Nenets Autonomous District Voted Against Amendments to Protest Moscow’s Amalgamation Plans


Paul Goble

            Staunton, July 2 – The Nenets Autonomous District was the only federal subject whose voters cast a majority against Vladimir Putin’s constitutional amendments, with more than 55 percent voting no yesterday. They did so, officials and experts say, as a protest against Moscow’s plans to amalgamate their territory with Arkhangelsk Oblast (svpressa.ru/politic/article/269849/).

            Perhaps significantly, the share of Nenets voters in the district’s capital Naryan-Mar who voted against the amendments was higher than for the federal subject as a whole, a sign that the political class there is possibly more opposed to amalgamation than the population at large (vybory.izbirkom.ru/region/region/izbirkom?action=show&root=1000077&tvd=100100163598086&vrn=100100163596966&region=0&global=true&sub_region=0&prver=0&pronetvd=null&vibid=100100163598086&type=465).

This opposition in Nenets may slow even if it doesn’t stop the new round of regional amalgamations in which numerically smaller non-Russian republics and districts are folded into larger and predominantly ethnic Russian oblasts and krays. At the very least, it signals that Moscow will face more opposition if it goes forward.

Perhaps significantly, even Putin’s press spokesman, Dmitry Peskov, acknowledged that opposition to amalgamation likely was the factor behind what he called the protest vote there (vedomosti.ru/politics/news/2020/07/02/833825-kreml-nazval-odnu-iz-prichin-protestnogo-golosovaniya).

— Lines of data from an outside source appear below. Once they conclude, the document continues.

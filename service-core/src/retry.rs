//! Retry with exponential backoff for operations that can lose a race.
//!
//! The caller decides which errors are worth another attempt; everything
//! else is returned immediately.

use std::future::Future;
use std::time::Duration;
use tokio::time::sleep;
use tracing::{info, warn};

/// Configuration for retry behavior.
#[derive(Clone, Debug)]
pub struct RetryConfig {
    /// Maximum number of retry attempts (not including the initial attempt).
    pub max_retries: u32,
    /// Initial backoff duration before first retry.
    pub initial_backoff: Duration,
    /// Maximum backoff duration.
    pub max_backoff: Duration,
    /// Backoff multiplier for exponential backoff.
    pub backoff_multiplier: f64,
    /// Whether to add jitter to backoff duration.
    pub add_jitter: bool,
}

impl Default for RetryConfig {
    fn default() -> Self {
        Self {
            max_retries: 3,
            initial_backoff: Duration::from_millis(100),
            max_backoff: Duration::from_secs(10),
            backoff_multiplier: 2.0,
            add_jitter: true,
        }
    }
}

impl RetryConfig {
    /// Short backoffs for in-process contention such as version conflicts.
    pub fn contention(max_retries: u32) -> Self {
        Self {
            max_retries,
            initial_backoff: Duration::from_millis(5),
            max_backoff: Duration::from_millis(200),
            backoff_multiplier: 2.0,
            add_jitter: true,
        }
    }

    fn backoff_duration(&self, attempt: u32) -> Duration {
        let backoff =
            self.initial_backoff.as_millis() as f64 * self.backoff_multiplier.powi(attempt as i32);
        let backoff_ms = backoff.min(self.max_backoff.as_millis() as f64) as u64;

        let mut duration = Duration::from_millis(backoff_ms);

        if self.add_jitter {
            // Up to 25% jitter
            let jitter = (backoff_ms as f64 * 0.25 * rand_jitter()) as u64;
            duration += Duration::from_millis(jitter);
        }

        duration
    }
}

fn rand_jitter() -> f64 {
    use std::time::SystemTime;
    let nanos = SystemTime::now()
        .duration_since(SystemTime::UNIX_EPOCH)
        .unwrap_or_default()
        .subsec_nanos();
    (nanos % 1000) as f64 / 1000.0
}

/// Run `f` until it succeeds, fails with an error `should_retry` rejects, or
/// the retry budget is spent. The last error is returned in the latter cases.
pub async fn retry_when<F, Fut, T, E, P>(
    config: &RetryConfig,
    operation_name: &str,
    should_retry: P,
    f: F,
) -> Result<T, E>
where
    F: Fn() -> Fut,
    Fut: Future<Output = Result<T, E>>,
    P: Fn(&E) -> bool,
    E: std::fmt::Display,
{
    let mut attempt = 0;

    loop {
        match f().await {
            Ok(result) => {
                if attempt > 0 {
                    info!(
                        operation = operation_name,
                        attempt = attempt + 1,
                        "Operation succeeded after retry"
                    );
                }
                return Ok(result);
            }
            Err(err) => {
                if !should_retry(&err) {
                    return Err(err);
                }

                if attempt >= config.max_retries {
                    warn!(
                        operation = operation_name,
                        attempt = attempt + 1,
                        error = %err,
                        "Operation failed after max retries"
                    );
                    return Err(err);
                }

                let backoff = config.backoff_duration(attempt);
                warn!(
                    operation = operation_name,
                    attempt = attempt + 1,
                    error = %err,
                    backoff_ms = backoff.as_millis() as u64,
                    "Operation failed, retrying after backoff"
                );

                sleep(backoff).await;
                attempt += 1;
            }
        }
    }
}
pub mod customers;
pub mod inventory;
pub mod invoices;
pub mod jobs;

pub use customers::{CreateCustomerRequest, VehicleRequest};
pub use inventory::{
    AddRollRequest, AdjustRequest, AdjustResponse, ConsumeRequest, ConsumeResponse,
    CreateInventoryItemRequest, DeductRequest, EnsureResponse, InventoryListParams, RollResponse,
};
pub use invoices::{
    InvoiceListParams, ManualInvoiceRequest, ManualLineRequest, MarkPaidRequest,
};
pub use jobs::{
    CreateJobRequest, PaymentResponse, RecordPaymentRequest, StageRequest, StageResponse,
};
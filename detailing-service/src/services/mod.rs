pub mod database;
pub mod error;
pub mod inventory;
pub mod invoicing;
pub mod jobs;
pub mod memory;
pub mod metrics;
pub mod notifier;
pub mod payments;
pub mod store;

pub use database::MongoDb;
pub use error::ServiceError;
pub use inventory::InventoryService;
pub use invoicing::{InvoiceGenerator, ManualInvoice};
pub use jobs::{JobService, StageOutcome};
pub use memory::MemoryStore;
pub use metrics::{get_metrics, init_metrics};
pub use notifier::{LoggingNotifier, RecordingNotifier, StageNotification, StageNotifier};
pub use payments::{PaymentOutcome, PaymentRequest, PaymentService};
pub use store::{InvoiceFilter, Store, StoreError};
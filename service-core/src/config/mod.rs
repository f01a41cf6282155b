use crate::error::AppError;
use config::{Config as Cfg, File};
use serde::Deserialize;

#[derive(Debug, Deserialize, Clone)]
pub struct Config {
    #[serde(default = "default_port")]
    pub port: u16,
    #[serde(default = "default_log_level")]
    pub log_level: String,
}

fn default_port() -> u16 {
    8080
}

fn default_log_level() -> String {
    "info".to_string()
}

impl Default for Config {
    fn default() -> Self {
        Self {
            port: default_port(),
            log_level: default_log_level(),
        }
    }
}

impl Config {
    pub fn load() -> Result<Self, AppError> {
        dotenvy::dotenv().ok();

        let config = Cfg::builder()
            .add_source(File::with_name("configuration").required(false))
            .add_source(config::Environment::with_prefix("APP").separator("__"))
            .build()?;

        Ok(config.try_deserialize()?)
    }
}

But he and other Moscow commentators stressed that the reported results show that voters in all other oblasts, krays, republics and districts gave majority support to the amendments. But there were significant variations.  (For a complete list ranked from loyalist Chechnya that reported more than 98 percent had voted in favor to Nenets, see znak.com/2020-07-02/kak_regiony_golosovali_po_popravkam_reyting).

In general, predominantly ethnic Russian regions voted for the amendments more heavily than did non-Russian federal subjects with the exception of those noted for the slavish support of the center (Chechnya, Tyva and Russian-occupied Crimea). Variations appear to reflect local issues such or the actions of the KPRF which mobilized its supporters far more effectively in some regions east of the Urals than elsewhere (sovross.ru/articles/1993/49204).

The pattern reported thus almost certainly reflects both differences in the attitudes of people in different parts of Russia and differences in the actions of officials in seeking to ensure that the Kremlin got what it wanted, either by pushing pro-government voters to the polls or by falsifying the results in other ways.

A special subset of the voting concerns Russian citizens who live beyond the borders of the Russian Federation.  In many places, the share of those who took part in the referendum was very low; in places like Abkhazia where Russian influence is greatest, Moscow got the desired result; but in others like London and Prague, it lost by an overwhelming vote. (For a complete breakdown, see kireev.livejournal.com/1754526.html).

The data also show that in countries where Russian residents of the capital and Russian residents living elsewhere voted separately, those in the capital, likely to be diplomats and other officials were more likely to vote for the amendments than those living elsewhere who often chose to vote against.